-- Records for the exercise follows --

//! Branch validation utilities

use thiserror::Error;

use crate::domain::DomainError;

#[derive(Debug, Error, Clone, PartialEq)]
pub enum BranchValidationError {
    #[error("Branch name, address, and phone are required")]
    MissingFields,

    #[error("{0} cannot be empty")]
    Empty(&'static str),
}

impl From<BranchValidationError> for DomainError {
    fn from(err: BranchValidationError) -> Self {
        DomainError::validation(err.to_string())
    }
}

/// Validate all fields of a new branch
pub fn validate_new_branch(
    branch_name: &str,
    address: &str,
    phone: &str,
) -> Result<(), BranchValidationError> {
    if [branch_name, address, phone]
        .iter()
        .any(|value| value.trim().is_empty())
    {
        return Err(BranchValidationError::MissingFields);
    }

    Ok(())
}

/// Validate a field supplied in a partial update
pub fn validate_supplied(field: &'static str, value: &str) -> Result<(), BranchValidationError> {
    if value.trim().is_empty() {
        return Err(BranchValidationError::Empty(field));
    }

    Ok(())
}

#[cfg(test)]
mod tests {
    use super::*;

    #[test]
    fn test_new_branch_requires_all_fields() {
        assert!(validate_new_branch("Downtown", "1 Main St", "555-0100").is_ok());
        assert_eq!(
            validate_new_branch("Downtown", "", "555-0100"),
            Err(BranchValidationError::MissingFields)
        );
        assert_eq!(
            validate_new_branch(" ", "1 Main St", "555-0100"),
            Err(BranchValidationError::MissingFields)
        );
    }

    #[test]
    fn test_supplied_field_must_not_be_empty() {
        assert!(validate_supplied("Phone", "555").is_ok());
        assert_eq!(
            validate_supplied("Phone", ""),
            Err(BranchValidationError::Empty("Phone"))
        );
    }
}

-- Records for the exercise concluded --
-- Records for the exercise follows --

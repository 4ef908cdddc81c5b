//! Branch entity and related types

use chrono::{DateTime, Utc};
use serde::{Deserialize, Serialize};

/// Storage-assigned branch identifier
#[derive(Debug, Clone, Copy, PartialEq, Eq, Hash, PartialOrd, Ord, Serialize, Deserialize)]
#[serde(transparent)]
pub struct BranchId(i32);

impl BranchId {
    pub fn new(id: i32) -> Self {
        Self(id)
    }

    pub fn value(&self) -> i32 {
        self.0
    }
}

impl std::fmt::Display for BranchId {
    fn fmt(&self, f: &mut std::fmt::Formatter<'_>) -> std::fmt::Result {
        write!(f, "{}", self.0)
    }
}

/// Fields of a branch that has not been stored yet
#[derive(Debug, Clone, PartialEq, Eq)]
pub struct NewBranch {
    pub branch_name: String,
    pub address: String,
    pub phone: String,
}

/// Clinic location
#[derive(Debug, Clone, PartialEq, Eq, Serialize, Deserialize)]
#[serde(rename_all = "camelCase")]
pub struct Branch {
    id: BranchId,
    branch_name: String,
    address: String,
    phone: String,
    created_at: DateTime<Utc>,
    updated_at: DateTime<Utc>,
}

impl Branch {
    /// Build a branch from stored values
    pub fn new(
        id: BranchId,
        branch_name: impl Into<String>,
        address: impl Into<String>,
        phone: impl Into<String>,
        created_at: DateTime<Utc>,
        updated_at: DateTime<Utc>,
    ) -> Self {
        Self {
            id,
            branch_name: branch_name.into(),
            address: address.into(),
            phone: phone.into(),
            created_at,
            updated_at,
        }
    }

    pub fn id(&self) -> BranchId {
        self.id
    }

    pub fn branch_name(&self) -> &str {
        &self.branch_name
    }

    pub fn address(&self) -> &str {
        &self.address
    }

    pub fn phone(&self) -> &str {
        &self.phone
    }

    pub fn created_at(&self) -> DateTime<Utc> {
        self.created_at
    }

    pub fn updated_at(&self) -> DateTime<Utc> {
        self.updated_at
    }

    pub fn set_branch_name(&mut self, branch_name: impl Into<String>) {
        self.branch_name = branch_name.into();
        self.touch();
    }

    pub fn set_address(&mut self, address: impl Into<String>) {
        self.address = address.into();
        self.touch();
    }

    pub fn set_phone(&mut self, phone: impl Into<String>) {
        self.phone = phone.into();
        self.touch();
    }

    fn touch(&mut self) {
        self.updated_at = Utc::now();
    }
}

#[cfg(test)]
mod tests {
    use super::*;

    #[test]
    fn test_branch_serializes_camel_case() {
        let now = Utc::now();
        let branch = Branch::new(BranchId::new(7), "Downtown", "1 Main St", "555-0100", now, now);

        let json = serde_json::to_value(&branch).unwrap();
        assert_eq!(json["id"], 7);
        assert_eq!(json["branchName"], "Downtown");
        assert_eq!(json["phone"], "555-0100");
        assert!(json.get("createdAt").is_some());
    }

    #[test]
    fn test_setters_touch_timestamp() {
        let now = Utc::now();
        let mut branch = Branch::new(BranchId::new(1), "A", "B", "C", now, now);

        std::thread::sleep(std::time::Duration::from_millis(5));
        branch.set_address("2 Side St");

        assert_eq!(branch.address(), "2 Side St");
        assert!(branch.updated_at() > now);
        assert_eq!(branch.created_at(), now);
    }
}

-- Records for the exercise concluded --
-- Records for the exercise follows --

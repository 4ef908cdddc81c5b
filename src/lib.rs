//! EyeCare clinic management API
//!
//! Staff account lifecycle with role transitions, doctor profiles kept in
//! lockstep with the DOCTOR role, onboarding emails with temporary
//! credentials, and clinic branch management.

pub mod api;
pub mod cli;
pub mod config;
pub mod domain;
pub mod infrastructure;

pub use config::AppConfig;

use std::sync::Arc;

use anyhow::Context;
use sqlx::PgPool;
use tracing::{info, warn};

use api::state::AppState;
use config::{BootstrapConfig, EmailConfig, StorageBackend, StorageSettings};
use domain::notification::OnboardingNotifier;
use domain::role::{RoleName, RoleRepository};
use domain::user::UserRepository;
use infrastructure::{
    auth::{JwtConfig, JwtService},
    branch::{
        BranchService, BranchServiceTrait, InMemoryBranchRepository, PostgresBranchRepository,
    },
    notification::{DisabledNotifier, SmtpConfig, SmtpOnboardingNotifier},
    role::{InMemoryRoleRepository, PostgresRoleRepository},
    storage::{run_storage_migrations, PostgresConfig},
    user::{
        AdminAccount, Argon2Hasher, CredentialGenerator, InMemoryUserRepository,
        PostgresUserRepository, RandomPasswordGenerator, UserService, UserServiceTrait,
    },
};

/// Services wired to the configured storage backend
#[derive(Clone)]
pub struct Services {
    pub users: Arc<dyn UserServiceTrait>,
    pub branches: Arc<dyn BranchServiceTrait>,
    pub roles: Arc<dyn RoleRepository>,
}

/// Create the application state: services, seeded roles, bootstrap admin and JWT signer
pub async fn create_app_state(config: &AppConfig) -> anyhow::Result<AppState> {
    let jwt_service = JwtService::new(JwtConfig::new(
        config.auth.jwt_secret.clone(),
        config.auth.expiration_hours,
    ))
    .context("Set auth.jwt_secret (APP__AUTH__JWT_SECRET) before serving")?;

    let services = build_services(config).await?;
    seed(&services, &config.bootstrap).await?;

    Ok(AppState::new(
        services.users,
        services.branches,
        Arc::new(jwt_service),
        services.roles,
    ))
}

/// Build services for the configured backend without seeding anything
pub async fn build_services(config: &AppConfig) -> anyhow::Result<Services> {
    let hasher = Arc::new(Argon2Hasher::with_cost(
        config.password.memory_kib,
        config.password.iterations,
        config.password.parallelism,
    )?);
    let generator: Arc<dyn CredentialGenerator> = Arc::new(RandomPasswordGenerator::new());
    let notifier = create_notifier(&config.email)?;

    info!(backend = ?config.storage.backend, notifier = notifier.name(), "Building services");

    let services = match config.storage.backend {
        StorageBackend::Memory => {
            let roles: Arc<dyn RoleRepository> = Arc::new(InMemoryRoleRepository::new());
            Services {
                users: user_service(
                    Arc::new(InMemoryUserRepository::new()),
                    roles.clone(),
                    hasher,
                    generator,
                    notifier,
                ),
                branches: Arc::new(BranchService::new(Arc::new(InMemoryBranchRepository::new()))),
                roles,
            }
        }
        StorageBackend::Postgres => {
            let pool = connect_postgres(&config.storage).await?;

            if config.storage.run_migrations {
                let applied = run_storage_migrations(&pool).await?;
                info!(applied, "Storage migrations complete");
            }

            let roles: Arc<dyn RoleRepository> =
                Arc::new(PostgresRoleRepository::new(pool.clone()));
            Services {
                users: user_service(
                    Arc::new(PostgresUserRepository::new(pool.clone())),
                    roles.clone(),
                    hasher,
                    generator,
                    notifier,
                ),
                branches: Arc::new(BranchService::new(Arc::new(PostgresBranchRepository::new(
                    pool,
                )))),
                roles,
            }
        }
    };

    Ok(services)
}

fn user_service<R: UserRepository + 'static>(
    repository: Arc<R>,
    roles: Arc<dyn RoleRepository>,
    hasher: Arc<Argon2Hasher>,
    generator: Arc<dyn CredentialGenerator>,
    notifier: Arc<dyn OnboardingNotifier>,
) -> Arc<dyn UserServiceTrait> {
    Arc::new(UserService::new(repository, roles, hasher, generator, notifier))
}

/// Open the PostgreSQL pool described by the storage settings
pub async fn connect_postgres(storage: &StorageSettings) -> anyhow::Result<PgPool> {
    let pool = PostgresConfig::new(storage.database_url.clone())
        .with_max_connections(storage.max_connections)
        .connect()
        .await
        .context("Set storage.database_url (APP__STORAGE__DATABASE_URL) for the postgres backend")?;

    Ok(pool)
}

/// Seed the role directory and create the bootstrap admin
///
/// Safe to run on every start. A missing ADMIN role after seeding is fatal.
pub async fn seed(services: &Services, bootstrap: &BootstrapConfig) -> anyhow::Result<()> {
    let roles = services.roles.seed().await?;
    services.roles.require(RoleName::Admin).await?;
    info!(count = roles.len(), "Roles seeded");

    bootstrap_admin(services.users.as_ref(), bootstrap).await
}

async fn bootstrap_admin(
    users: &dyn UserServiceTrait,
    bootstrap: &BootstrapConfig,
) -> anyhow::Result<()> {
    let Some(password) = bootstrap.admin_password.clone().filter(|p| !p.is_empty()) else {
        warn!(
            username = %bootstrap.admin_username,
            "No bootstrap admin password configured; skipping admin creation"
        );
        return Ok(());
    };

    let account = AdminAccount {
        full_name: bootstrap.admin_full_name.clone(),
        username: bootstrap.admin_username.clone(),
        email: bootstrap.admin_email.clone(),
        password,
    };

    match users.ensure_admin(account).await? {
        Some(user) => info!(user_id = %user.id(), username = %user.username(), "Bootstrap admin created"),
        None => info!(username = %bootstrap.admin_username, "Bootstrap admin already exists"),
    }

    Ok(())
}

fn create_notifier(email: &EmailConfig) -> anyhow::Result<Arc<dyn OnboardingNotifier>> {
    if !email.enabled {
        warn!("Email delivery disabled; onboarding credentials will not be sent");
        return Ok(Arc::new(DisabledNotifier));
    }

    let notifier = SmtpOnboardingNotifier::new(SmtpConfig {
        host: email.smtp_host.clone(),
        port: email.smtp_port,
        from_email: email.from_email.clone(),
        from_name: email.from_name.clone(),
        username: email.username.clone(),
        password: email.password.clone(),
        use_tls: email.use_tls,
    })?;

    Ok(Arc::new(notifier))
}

-- Records for the exercise concluded --

**What the task requires:**
Copy out each line of the records where the word "StorageBackend" appears.

**Task output:**
use config::{BootstrapConfig, EmailConfig, StorageBackend, StorageSettings};
        StorageBackend::Memory => {
        StorageBackend::Postgres => {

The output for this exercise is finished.